One evening, when she was dining with me, she proceeded to draw out her Ronald’s horoscope.
She was evidently extraordinarily well up in the subject.
“I will ask, Mrs. Cross,” she said at last, after much knitting of white brows, “but I should say Ronald was certainly not going to marry at all at this moment with Mercury and Jupiter in opposition. But then I said the same about myself, and about your going on a long journey. I should have thought some great change was inevitable with your sun now sesquiquadrate to Uranus in Cancer. But Mrs. Cross said I was absolutely mistaken about both. She was very emphatic.”

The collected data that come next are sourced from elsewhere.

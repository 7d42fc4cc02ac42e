use std::path::PathBuf;
use std::time::Duration;

use anyhow::{Context, Result};
use clap::{Parser, ValueEnum};
use snake_arena::game::{GameConfig, StopCondition};
use snake_arena::modes::{HeadlessMode, HeadlessOptions, HumanMode};

#[derive(Parser)]
#[command(name = "snake_arena")]
#[command(version, about = "Turn-based multi-snake arena")]
struct Cli {
    /// Game mode
    #[arg(long, default_value = "human")]
    mode: Mode,

    /// JSON config file; flags below override its values
    #[arg(long)]
    config: Option<PathBuf>,

    /// Side length of the square grid
    #[arg(long)]
    size: Option<usize>,

    /// Number of AI snakes (opponents in human mode)
    #[arg(long, default_value = "3")]
    snakes: usize,

    /// RNG seed for reproducible games
    #[arg(long)]
    seed: Option<u64>,

    /// Spawn one food item every N turns
    #[arg(long)]
    food_period: Option<u64>,

    /// Growth each snake starts with
    #[arg(long)]
    initial_growth: Option<u32>,

    /// Stop after this many turns
    #[arg(long)]
    max_turns: Option<u64>,

    /// End the game once a single snake is left
    #[arg(long)]
    last_standing: bool,

    /// Milliseconds per turn (human mode tick, headless print delay)
    #[arg(long, default_value = "125", value_parser = clap::value_parser!(u64).range(1..))]
    tick_ms: u64,

    /// Headless: do not print the board each turn
    #[arg(long)]
    quiet: bool,

    /// Headless: print the final board as JSON
    #[arg(long)]
    json: bool,

    /// Log filter used when RUST_LOG is not set (headless mode)
    #[arg(long, default_value = "info")]
    log_level: String,
}

#[derive(Clone, ValueEnum)]
enum Mode {
    /// Play with the keyboard against AI snakes
    Human,
    /// Watch AI snakes play on stdout
    Headless,
}

impl Cli {
    fn game_config(&self) -> Result<GameConfig> {
        let mut config = match &self.config {
            Some(path) => GameConfig::from_json_file(path)
                .with_context(|| format!("Failed to load config from {}", path.display()))?,
            None => GameConfig::default(),
        };

        if let Some(size) = self.size {
            config.grid_size = size;
        }
        if let Some(seed) = self.seed {
            config.seed = Some(seed);
        }
        if let Some(period) = self.food_period {
            config.food_period = period;
        }
        if let Some(growth) = self.initial_growth {
            config.initial_growth = growth;
        }
        if let Some(max_turns) = self.max_turns {
            config.max_turns = Some(max_turns);
        }
        if self.last_standing {
            config.stop_condition = StopCondition::LastSnakeStanding;
        }

        config.validate().context("Invalid game configuration")?;
        Ok(config)
    }
}

fn init_tracing(default_filter: &str) {
    let filter = tracing_subscriber::EnvFilter::try_from_default_env()
        .unwrap_or_else(|_| tracing_subscriber::EnvFilter::new(default_filter));

    tracing_subscriber::fmt()
        .with_env_filter(filter)
        .with_writer(std::io::stderr)
        .init();
}

#[tokio::main]
async fn main() -> Result<()> {
    let cli = Cli::parse();
    let config = cli.game_config()?;
    let tick = Duration::from_millis(cli.tick_ms);

    // Dispatch to appropriate mode
    match cli.mode {
        Mode::Human => {
            // Log lines would corrupt the alternate screen, so no subscriber here
            let mut human_mode = HumanMode::new(config, cli.snakes, tick)?;
            human_mode.run().await?;
        }
        Mode::Headless => {
            init_tracing(&cli.log_level);
            tracing::info!(grid_size = config.grid_size, snakes = cli.snakes, "Starting headless run");

            let options = HeadlessOptions {
                snakes: cli.snakes,
                delay: if cli.quiet { Duration::ZERO } else { tick },
                show_board: !cli.quiet,
                json: cli.json,
            };
            // The turn loop sleeps between boards, so keep it off the async workers
            tokio::task::spawn_blocking(move || HeadlessMode::new(config, options).run())
                .await
                .context("Headless run panicked")??;
        }
    }

    Ok(())
}

#[cfg(test)]
mod tests {
    use super::*;

    #[test]
    fn test_zero_tick_is_rejected() {
        assert!(Cli::try_parse_from(["snake_arena", "--tick-ms", "0"]).is_err());
        let cli = Cli::try_parse_from(["snake_arena", "--tick-ms", "1"]).unwrap();
        assert_eq!(cli.tick_ms, 1);
    }

    #[test]
    fn test_flags_override_defaults() {
        let cli = Cli::try_parse_from([
            "snake_arena",
            "--size",
            "12",
            "--seed",
            "9",
            "--last-standing",
        ])
        .unwrap();
        let config = cli.game_config().unwrap();

        assert_eq!(config.grid_size, 12);
        assert_eq!(config.seed, Some(9));
        assert_eq!(config.stop_condition, StopCondition::LastSnakeStanding);
    }
}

“You don’t mean to say you believe a single word of it,” I said, amazed.
“Oh, yes, Aunt Anne, of course I do. Why, don’t you remember you yourself advised me to study it. I’m sure it’s all true, only it’s difficult to disentangle.”
Jimmy came down next day, and a more crestfallen man I have never seen. I was dividing my white pinks, and he collapsed on a bench, and looked at me.
“You’ve given in about Mr. Wilson,” I said drily.
“I have. Gertrude came round to it quite suddenly last night.”
“Bear up,” I said “They will probably be very happy.”
“I don’t find I mind much now it’s decided on. And between ourselves Gertrude and Joan did not hit it off too well. I used to get a bit rattled between the two of them. It will be more peaceful when Joan is married.”